[Stored data]

::::::

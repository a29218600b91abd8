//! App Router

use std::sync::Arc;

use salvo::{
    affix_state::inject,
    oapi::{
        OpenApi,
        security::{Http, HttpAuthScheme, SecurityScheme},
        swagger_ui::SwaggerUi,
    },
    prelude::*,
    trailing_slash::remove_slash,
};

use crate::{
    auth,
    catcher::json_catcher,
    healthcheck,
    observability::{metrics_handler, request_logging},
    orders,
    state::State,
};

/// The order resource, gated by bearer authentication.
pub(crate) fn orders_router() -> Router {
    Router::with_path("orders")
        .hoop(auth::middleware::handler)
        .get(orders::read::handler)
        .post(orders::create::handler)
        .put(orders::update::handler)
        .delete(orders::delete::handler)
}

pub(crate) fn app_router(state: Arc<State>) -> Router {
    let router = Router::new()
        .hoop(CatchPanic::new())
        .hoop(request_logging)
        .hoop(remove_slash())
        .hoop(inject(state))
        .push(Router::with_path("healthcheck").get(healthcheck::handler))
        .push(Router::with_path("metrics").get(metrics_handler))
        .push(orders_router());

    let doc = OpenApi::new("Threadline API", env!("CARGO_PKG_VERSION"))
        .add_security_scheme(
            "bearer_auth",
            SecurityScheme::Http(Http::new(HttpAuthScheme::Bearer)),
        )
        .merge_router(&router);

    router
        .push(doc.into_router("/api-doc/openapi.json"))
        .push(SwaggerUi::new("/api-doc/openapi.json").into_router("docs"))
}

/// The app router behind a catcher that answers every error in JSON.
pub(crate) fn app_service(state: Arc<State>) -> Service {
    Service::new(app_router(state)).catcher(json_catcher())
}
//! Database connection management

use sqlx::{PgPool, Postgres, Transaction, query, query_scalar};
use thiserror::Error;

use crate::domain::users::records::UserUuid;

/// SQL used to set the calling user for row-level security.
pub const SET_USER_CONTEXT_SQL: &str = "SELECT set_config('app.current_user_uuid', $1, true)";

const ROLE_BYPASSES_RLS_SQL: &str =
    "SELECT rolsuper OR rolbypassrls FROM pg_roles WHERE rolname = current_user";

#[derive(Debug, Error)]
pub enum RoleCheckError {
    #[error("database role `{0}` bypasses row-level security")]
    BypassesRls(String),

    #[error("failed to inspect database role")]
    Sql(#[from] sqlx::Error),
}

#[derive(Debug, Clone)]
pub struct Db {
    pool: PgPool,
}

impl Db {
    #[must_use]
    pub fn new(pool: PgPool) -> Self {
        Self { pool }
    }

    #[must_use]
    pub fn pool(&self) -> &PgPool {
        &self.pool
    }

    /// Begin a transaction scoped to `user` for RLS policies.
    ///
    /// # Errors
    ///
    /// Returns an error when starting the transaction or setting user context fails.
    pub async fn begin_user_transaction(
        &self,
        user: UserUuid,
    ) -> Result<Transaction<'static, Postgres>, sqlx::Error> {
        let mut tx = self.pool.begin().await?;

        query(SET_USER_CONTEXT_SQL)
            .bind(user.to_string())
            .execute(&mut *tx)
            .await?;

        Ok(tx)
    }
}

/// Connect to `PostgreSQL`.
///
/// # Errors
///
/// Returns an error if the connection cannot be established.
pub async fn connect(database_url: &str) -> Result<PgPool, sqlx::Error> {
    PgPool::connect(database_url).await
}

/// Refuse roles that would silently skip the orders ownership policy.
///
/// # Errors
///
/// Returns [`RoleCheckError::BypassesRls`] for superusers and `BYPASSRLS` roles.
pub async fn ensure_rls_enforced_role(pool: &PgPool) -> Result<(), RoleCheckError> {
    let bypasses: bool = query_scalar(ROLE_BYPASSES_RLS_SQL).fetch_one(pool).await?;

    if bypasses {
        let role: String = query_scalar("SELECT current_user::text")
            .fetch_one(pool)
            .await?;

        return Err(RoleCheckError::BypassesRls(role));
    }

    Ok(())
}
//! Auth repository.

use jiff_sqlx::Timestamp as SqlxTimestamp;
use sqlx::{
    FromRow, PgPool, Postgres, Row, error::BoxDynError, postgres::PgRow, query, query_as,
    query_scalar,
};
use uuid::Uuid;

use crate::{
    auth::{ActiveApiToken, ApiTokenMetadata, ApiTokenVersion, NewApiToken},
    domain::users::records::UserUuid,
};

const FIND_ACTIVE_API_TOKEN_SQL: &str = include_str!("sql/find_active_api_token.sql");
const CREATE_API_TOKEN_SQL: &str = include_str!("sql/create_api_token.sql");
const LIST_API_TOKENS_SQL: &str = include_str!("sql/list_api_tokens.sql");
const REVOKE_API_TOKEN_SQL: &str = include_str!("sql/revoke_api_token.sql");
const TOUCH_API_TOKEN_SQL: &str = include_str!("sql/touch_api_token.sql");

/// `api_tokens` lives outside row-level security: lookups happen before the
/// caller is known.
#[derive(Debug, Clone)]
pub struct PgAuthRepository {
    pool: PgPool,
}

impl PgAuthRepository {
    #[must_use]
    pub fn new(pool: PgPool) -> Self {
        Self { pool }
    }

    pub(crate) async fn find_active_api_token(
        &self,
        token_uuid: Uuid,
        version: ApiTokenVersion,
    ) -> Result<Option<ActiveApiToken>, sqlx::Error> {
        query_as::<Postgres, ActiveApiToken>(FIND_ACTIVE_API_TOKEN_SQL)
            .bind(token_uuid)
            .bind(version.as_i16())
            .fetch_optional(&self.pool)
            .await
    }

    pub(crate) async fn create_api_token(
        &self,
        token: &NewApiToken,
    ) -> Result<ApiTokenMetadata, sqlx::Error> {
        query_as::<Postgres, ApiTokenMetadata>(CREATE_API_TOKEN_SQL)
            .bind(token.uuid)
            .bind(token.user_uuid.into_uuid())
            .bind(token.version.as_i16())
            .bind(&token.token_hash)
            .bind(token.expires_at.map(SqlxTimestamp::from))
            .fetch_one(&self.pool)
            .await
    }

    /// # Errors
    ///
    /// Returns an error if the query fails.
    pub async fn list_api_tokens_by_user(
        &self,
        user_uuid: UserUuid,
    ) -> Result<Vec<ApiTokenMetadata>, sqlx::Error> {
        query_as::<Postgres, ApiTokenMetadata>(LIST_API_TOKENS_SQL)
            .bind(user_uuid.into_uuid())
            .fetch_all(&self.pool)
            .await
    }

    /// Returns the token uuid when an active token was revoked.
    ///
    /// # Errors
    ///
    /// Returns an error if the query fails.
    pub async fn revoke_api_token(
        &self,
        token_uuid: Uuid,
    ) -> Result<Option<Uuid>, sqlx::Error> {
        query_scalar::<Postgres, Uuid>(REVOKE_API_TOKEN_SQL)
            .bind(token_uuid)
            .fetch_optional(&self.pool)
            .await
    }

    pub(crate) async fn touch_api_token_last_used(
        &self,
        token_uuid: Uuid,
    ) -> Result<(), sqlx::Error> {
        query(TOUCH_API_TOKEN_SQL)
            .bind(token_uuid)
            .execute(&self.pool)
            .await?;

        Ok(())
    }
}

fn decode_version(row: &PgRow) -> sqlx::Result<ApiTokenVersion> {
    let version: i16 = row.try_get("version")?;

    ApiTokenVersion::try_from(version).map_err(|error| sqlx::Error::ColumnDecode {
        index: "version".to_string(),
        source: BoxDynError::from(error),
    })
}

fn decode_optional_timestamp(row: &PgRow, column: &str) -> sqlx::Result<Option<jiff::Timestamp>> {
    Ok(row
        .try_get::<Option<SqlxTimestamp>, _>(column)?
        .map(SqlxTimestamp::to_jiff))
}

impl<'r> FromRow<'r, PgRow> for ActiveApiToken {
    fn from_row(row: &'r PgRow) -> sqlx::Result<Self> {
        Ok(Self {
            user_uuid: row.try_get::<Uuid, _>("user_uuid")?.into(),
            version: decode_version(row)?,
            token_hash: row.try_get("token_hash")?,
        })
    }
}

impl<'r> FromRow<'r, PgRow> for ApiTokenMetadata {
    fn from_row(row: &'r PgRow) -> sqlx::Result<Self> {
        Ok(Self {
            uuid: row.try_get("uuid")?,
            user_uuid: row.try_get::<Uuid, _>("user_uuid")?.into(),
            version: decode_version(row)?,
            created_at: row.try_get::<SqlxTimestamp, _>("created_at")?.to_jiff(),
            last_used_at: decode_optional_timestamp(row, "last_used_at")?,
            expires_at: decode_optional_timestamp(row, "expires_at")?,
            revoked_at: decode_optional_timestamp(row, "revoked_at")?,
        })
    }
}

::::::

**WORK REQUIRED**
What is the number of lines in the records that hold "ApiTokenMetadata"? Give the number by itself.

**RESPONSE BELOW**
6